Search the records below for the string "return" and copy each line where it turns up.

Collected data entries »
((

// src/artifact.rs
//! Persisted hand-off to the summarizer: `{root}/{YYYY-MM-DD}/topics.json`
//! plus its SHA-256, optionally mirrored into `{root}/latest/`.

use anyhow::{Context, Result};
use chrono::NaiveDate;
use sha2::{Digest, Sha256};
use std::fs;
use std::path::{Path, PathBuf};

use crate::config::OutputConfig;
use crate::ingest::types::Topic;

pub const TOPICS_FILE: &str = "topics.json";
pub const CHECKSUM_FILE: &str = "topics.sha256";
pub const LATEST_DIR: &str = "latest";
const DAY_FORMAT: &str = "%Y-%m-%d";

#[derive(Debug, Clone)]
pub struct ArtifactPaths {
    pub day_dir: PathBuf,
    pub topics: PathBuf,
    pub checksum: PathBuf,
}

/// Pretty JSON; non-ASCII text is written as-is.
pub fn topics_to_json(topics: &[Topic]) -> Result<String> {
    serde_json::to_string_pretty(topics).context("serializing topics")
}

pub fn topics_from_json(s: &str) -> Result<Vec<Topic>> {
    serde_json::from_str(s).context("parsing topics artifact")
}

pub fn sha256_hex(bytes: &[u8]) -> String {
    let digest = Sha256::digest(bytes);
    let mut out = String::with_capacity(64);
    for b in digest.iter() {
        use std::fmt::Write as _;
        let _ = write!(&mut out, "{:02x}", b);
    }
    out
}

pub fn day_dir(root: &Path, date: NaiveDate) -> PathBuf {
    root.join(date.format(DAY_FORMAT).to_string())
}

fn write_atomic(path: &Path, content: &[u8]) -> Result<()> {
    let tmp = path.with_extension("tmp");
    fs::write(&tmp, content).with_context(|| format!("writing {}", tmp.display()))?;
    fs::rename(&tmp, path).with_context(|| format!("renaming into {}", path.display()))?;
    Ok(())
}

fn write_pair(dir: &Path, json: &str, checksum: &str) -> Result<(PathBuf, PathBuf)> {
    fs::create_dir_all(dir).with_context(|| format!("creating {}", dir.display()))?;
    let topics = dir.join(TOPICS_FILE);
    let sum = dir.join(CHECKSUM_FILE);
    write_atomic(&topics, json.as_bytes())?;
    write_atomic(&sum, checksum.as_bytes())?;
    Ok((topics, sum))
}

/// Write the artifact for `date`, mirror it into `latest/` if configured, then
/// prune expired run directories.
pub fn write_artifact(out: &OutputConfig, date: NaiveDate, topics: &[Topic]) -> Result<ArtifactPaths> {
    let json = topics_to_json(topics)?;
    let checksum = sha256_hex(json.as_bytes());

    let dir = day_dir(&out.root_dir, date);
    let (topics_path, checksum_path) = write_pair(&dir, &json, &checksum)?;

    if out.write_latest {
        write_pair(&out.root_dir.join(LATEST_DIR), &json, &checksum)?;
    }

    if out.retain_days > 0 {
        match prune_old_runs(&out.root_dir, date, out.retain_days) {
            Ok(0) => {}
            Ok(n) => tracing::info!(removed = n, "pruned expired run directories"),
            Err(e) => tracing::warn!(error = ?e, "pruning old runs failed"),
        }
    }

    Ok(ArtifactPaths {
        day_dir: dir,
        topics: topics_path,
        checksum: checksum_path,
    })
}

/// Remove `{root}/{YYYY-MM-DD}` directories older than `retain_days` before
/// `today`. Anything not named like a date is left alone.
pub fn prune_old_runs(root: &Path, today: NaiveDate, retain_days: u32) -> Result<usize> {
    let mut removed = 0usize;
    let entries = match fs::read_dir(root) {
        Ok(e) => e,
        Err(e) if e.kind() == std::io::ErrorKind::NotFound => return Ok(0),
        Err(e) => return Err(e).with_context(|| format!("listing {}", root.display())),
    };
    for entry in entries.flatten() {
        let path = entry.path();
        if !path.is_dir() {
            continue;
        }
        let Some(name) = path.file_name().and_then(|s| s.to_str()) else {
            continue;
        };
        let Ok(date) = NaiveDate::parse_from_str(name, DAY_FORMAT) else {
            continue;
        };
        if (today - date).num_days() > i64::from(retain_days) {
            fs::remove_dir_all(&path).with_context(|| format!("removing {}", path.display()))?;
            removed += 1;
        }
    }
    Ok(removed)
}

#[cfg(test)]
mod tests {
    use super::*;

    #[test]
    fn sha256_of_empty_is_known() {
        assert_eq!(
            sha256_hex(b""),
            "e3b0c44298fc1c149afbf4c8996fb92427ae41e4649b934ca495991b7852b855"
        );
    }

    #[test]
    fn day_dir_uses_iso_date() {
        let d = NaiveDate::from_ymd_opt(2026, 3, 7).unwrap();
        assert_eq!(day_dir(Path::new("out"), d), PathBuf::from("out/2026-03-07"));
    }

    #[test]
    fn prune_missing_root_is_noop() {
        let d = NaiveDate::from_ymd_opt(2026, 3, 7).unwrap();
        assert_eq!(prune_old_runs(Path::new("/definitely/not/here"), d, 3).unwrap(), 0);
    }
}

))

Result below »
        Err(e) if e.kind() == std::io::ErrorKind::NotFound => return Ok(0),
        Err(e) => return Err(e).with_context(|| format!("listing {}", root.display())),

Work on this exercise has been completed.